Fred Sandback, Whitechapel Gallery | Visual arts reviews, news & interviews
Fred Sandback, Whitechapel Gallery
One of the great overlooked Minimalists bares all
Fred Sandback is one of the great overlooked of the Minimalist movement that developed in the 1960s. Both those words are important – “great” and “overlooked”: his work is genuinely great, and part of its greatness is the way it has overlooking built into it.
At its most basic, Sandback created geometrical shapes out of string (pictured below right: photo, Fred Sandback Archive). Using mostly an acrylic yarn, slightly fuzzy, and coloured as appropriate, Sandback “built” sculpture with volume but without mass, sculpture that, unlike traditional works, had no interior. Instead, the yarn builds and creates shapes out of air, using the architecture of the room it finds itself in, the floors, ceilings and walls, as pivots, literal as well as figurative.

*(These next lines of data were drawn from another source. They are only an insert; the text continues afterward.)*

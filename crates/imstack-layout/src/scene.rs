// crates/imstack-layout/src/scene.rs

use glam::Vec2;
use imstack_core::{LayoutOptions, LayoutStyle, NodeId, Orientation, Rect, Result};
use serde::{Deserialize, Serialize};
use tracing::{debug, info};

use crate::config::LayoutConfig;
use crate::stack::StackLayout;

/// A declaration sequence that can be replayed against an engine once per
/// frame, the way widget code would issue it.
#[derive(Debug, Clone, Default, PartialEq, Serialize, Deserialize)]
#[serde(default)]
pub struct Scene {
    pub root_id: NodeId,
    pub root_orientation: Orientation,
    pub root_size: Option<[f32; 2]>,
    pub style: LayoutStyle,
    pub nodes: Vec<SceneNode>,
}

#[derive(Debug, Clone, PartialEq, Serialize, Deserialize)]
#[serde(tag = "kind", rename_all = "lowercase")]
pub enum SceneNode {
    Entry {
        id: NodeId,
        #[serde(default)]
        content: [f32; 2],
        #[serde(default)]
        options: Option<LayoutOptions>,
        #[serde(default)]
        tag: Option<String>,
    },
    Group {
        id: NodeId,
        #[serde(default)]
        orientation: Orientation,
        #[serde(default)]
        options: Option<LayoutOptions>,
        #[serde(default)]
        tag: Option<String>,
        #[serde(default)]
        children: Vec<SceneNode>,
    },
}

impl SceneNode {
    pub fn id(&self) -> NodeId {
        match self {
            SceneNode::Entry { id, .. } | SceneNode::Group { id, .. } => *id,
        }
    }
}

/// Rect handed back for one declaration.
#[derive(Debug, Clone, PartialEq, Serialize)]
pub struct Answer {
    /// Ids from below the root down to the node.
    pub path: Vec<NodeId>,
    #[serde(skip_serializing_if = "Option::is_none")]
    pub tag: Option<String>,
    pub rect: Rect,
}

impl Scene {
    pub fn from_json(text: &str) -> serde_json::Result<Self> {
        serde_json::from_str(text)
    }

    /// Engine configuration described by the scene header.
    pub fn config(&self) -> LayoutConfig {
        let mut config = LayoutConfig::default()
            .with_root_id(self.root_id)
            .with_root_orientation(self.root_orientation)
            .with_style(self.style.clone());
        if let Some([width, height]) = self.root_size {
            config = config.with_root_size(Vec2::new(width, height));
        }
        config
    }

    /// Issues one frame of declarations and returns what the engine
    /// answered. Groups answer with their own rect.
    pub fn declare(&self, layout: &mut StackLayout) -> Result<Vec<Answer>> {
        let mut answers = Vec::new();
        let mut path = Vec::new();
        for node in &self.nodes {
            declare_node(layout, node, &mut path, &mut answers)?;
        }
        Ok(answers)
    }

    /// Runs `frames` full frames on a fresh engine and returns it with the
    /// answers of the last frame.
    pub fn run(&self, frames: usize) -> Result<(StackLayout, Vec<Answer>)> {
        let mut layout = StackLayout::with_config(self.config());
        let mut answers = Vec::new();
        for _ in 0..frames {
            layout.begin();
            answers = self.declare(&mut layout)?;
            layout.layout()?;
            debug!(frame = layout.frame(), answers = answers.len(), "scene frame replayed");
        }
        info!(frames, nodes = layout.read_root().descendant_count(), "scene replay finished");
        Ok((layout, answers))
    }
}

fn declare_node(
    layout: &mut StackLayout,
    node: &SceneNode,
    path: &mut Vec<NodeId>,
    answers: &mut Vec<Answer>,
) -> Result<()> {
    path.push(node.id());
    match node {
        SceneNode::Entry { id, content, options, tag } => {
            let rect = layout.get_rect(*id, Vec2::from(*content), options.as_ref(), tag.as_deref())?;
            answers.push(Answer { path: path.clone(), tag: tag.clone(), rect });
        }
        SceneNode::Group { id, orientation, options, tag, children } => {
            layout.begin_layout_group(*id, *orientation, options.as_ref(), tag.as_deref())?;
            answers.push(Answer {
                path: path.clone(),
                tag: tag.clone(),
                rect: layout.current_group_rect(),
            });
            for child in children {
                declare_node(layout, child, path, answers)?;
            }
            layout.end_layout_group()?;
        }
    }
    path.pop();
    Ok(())
}

#[cfg(test)]
mod tests {
    use super::*;
    use crate::stack::DUMMY_RECT;

    const TOOLBAR: &str = r#"{
        "root_size": [300, 200],
        "nodes": [
            { "kind": "group", "id": 1, "orientation": "horizontal", "tag": "toolbar",
              "options": { "min_height": 30, "max_height": 30, "horizontal_stretch_factor": 1 },
              "children": [
                { "kind": "entry", "id": 2, "content": [40, 20] },
                { "kind": "entry", "id": 3, "options": { "horizontal_stretch_factor": 1 } }
              ] },
            { "kind": "entry", "id": 4, "options": { "vertical_stretch_factor": 1 } }
        ]
    }"#;

    #[test]
    fn test_scene_parses_sparse_json() {
        let scene = Scene::from_json(TOOLBAR).unwrap();
        assert_eq!(scene.root_orientation, Orientation::Vertical);
        assert_eq!(scene.nodes.len(), 2);
        assert_eq!(scene.config().root_size, Vec2::new(300.0, 200.0));
        match &scene.nodes[0] {
            SceneNode::Group { children, orientation, .. } => {
                assert_eq!(*orientation, Orientation::Horizontal);
                assert_eq!(children.len(), 2);
            }
            other => panic!("expected a group, got {:?}", other),
        }
    }

    #[test]
    fn test_first_frame_answers_are_placeholders() {
        let scene = Scene::from_json(TOOLBAR).unwrap();
        let (_, answers) = scene.run(1).unwrap();
        assert_eq!(answers.len(), 4);
        assert!(answers.iter().all(|answer| answer.rect == DUMMY_RECT));
    }

    #[test]
    fn test_second_frame_answers_resolved_rects() {
        let scene = Scene::from_json(TOOLBAR).unwrap();
        let (layout, answers) = scene.run(2).unwrap();
        assert_eq!(layout.frame(), 2);

        let rect = |path: &[NodeId]| answers.iter().find(|a| a.path == path).map(|a| a.rect);
        assert_eq!(rect(&[1]), Some(Rect::new(0.0, 0.0, 300.0, 30.0)));
        assert_eq!(rect(&[1, 2]), Some(Rect::new(0.0, 0.0, 40.0, 20.0)));
        assert_eq!(rect(&[1, 3]), Some(Rect::new(40.0, 0.0, 260.0, 0.0)));
        assert_eq!(rect(&[4]), Some(Rect::new(0.0, 30.0, 0.0, 170.0)));
    }
}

Untitled (Sculptural Study, Seven-part Triangular Construction) (main picture, above) occupies most of the old reading room in the Whitechapel, its relatively low ceiling, mellow brick walls and pillars frame seven triangles made from black yarn, their points attached to the ceiling, the corners at the floor pin-sharp and slicing the air. As the viewer walks along the side, the crossing and uncrossing of the angles of the triangles fold and unfold in a prism.
In this piece, as in all Sandback’s work, the illustrative, pictorial nature of sculpture is blown apart. “Fact and illusion are equivalents,” Sandback wrote. “Trying to weed one out in favour of the other is dealing with an incomplete situation.” And here, the incomplete and even contradictory nature of our diametrically opposed beliefs – that representation is a true kind of difference, or a different kind of true, is laid bare.
It is fascinating to watch others look at a Sandback. Rarely is anyone willing to walk through the space delineated by the yarn, so strong is the sense of volume that has been created by these few bits of string. The people who do walk through it do it with an air of self-conscious bravado, even defiance, as if they expect to hear the sound of tinkling glass as they shatter an invisible pane.
Sandback’s pieces have an even more ephemeral, even episodic, existence than most sculpture. Installing a piece means reassessing ceiling and floor dimensions, recreating “corners” around which the strings curve.
Broadway Boogie-Woogie (Sculptural Study Twenty-part Vertical Construction), named of course for Mondrian’s famously unboogie-ish checkerboard, becomes, in the Whitechapel’s space, a glinting waterfall of blue, yellow and red strings, depending from a skylight and thus a river of colour running down a shaft of light. Three small corner pieces, so demurely tucked away that it is easier to look first for the label, and only then locate the sculpture, make their blue, DayGlo orange and violet presences felt by “building” in space corners of the room that do not exist.
This small exhibition has three vitrines displaying photographs of earlier Sandback pieces, and given the relative paucity of Sandback’s works in public collections compared to his peers like Donald Judd (Dia:Beacon in upstate New York being the main exception), it is useful to have the documentation. But a Sandback work is a small shimmering miracle of Minimalist formality and beauty – no photograph can capture the bizarrely illusionistic spell woven by this magician of non-illusionism.